─── SOURCE INFORMATION

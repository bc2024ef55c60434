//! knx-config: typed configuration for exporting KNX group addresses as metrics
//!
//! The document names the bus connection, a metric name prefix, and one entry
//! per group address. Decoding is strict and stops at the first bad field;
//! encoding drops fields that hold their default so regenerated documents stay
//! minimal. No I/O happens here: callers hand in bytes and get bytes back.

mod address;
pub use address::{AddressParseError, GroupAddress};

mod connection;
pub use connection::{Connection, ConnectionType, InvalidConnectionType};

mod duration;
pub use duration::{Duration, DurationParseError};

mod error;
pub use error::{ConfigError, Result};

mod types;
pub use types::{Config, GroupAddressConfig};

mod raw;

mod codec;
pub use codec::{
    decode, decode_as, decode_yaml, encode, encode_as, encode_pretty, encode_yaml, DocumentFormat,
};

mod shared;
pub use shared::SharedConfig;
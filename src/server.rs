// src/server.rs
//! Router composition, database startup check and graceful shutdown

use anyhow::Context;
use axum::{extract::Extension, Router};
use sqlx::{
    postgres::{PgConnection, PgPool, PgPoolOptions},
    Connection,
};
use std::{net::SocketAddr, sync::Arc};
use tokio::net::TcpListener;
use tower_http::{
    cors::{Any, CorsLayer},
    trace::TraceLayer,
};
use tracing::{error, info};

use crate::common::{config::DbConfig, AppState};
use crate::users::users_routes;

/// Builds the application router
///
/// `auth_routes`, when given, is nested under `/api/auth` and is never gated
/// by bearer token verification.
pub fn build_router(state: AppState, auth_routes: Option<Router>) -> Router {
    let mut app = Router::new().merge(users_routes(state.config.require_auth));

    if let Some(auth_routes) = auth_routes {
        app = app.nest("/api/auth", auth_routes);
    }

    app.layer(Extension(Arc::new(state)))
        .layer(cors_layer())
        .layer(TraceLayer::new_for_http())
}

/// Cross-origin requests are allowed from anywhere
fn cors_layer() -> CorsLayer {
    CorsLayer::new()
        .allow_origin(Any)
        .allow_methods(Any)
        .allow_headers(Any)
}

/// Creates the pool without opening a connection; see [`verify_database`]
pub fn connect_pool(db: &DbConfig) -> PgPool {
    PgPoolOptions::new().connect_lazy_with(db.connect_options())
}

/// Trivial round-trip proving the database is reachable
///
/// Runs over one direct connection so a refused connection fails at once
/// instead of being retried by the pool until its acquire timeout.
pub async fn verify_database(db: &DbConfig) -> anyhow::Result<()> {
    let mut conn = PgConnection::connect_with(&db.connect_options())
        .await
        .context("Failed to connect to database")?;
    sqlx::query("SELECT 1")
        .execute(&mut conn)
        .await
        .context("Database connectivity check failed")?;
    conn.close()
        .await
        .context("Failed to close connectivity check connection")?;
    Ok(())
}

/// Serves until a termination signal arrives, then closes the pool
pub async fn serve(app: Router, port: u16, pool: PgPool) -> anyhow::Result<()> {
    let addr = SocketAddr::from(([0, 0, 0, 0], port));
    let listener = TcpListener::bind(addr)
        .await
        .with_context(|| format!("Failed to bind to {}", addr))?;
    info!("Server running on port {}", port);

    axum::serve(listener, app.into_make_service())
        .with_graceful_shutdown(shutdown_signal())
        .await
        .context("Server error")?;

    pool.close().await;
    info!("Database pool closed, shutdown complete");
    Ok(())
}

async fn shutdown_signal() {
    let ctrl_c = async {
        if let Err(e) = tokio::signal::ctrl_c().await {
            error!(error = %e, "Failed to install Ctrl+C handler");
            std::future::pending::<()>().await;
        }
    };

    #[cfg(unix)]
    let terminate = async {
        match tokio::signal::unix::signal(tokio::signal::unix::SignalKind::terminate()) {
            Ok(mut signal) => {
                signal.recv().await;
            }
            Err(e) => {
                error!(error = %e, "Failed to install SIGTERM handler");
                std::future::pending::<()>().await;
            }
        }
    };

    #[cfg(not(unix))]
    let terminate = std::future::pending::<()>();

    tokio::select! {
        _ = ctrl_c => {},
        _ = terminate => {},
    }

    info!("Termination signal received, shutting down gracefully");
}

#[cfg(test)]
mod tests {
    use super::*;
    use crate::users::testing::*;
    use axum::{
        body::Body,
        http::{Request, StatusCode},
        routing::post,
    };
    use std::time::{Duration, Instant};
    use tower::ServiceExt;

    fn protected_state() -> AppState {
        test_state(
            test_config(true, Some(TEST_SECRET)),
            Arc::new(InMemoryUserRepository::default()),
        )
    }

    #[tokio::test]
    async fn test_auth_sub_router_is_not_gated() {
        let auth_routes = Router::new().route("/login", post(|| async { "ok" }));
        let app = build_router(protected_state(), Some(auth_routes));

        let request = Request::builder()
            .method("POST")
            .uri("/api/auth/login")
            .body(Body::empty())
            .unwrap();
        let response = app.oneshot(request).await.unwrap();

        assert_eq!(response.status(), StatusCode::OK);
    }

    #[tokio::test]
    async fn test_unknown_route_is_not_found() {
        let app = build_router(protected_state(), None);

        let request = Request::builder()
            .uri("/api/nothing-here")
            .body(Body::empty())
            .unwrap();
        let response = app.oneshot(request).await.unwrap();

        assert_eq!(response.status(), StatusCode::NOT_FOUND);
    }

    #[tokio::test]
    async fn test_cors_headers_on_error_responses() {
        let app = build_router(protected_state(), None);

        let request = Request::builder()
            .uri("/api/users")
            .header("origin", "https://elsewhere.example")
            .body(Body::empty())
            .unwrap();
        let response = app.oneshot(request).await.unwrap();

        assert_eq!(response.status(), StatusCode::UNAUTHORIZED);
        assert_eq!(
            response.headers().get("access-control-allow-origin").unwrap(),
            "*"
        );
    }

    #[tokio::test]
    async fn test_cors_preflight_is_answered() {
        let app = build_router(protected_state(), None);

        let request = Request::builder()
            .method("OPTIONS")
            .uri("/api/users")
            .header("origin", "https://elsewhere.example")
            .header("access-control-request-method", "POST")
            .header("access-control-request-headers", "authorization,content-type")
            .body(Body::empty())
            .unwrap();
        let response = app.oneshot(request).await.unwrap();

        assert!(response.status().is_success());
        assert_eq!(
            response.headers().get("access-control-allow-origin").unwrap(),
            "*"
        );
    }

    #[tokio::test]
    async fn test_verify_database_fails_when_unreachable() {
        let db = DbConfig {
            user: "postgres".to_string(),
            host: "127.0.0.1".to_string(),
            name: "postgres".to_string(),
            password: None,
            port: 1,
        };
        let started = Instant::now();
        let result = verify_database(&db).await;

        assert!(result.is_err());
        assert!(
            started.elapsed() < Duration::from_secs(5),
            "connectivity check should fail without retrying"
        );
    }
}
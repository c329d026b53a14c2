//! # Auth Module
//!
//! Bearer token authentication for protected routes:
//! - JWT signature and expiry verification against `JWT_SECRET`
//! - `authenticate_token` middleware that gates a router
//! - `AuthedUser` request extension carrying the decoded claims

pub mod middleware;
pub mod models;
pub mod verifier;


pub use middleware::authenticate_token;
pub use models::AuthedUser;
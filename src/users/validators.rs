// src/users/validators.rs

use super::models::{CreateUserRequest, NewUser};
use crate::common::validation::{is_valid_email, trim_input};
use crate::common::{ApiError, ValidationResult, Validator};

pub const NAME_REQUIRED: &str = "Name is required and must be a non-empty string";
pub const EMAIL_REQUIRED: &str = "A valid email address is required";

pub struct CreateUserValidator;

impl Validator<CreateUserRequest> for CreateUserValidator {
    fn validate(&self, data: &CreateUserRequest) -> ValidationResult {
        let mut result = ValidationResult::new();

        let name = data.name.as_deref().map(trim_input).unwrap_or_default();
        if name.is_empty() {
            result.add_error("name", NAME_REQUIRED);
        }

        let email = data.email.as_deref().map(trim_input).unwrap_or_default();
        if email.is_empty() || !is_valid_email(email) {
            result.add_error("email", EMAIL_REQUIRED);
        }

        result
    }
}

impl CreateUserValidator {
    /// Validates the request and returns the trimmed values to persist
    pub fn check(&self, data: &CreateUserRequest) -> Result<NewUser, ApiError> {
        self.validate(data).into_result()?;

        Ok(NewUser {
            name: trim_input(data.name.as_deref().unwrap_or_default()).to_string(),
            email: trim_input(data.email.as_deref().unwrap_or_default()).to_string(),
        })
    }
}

──────

[ACTIVITY] Line by line, check the data above for the word "control" and state how many lines contain it. Give only the number.

[SOLUTION] 4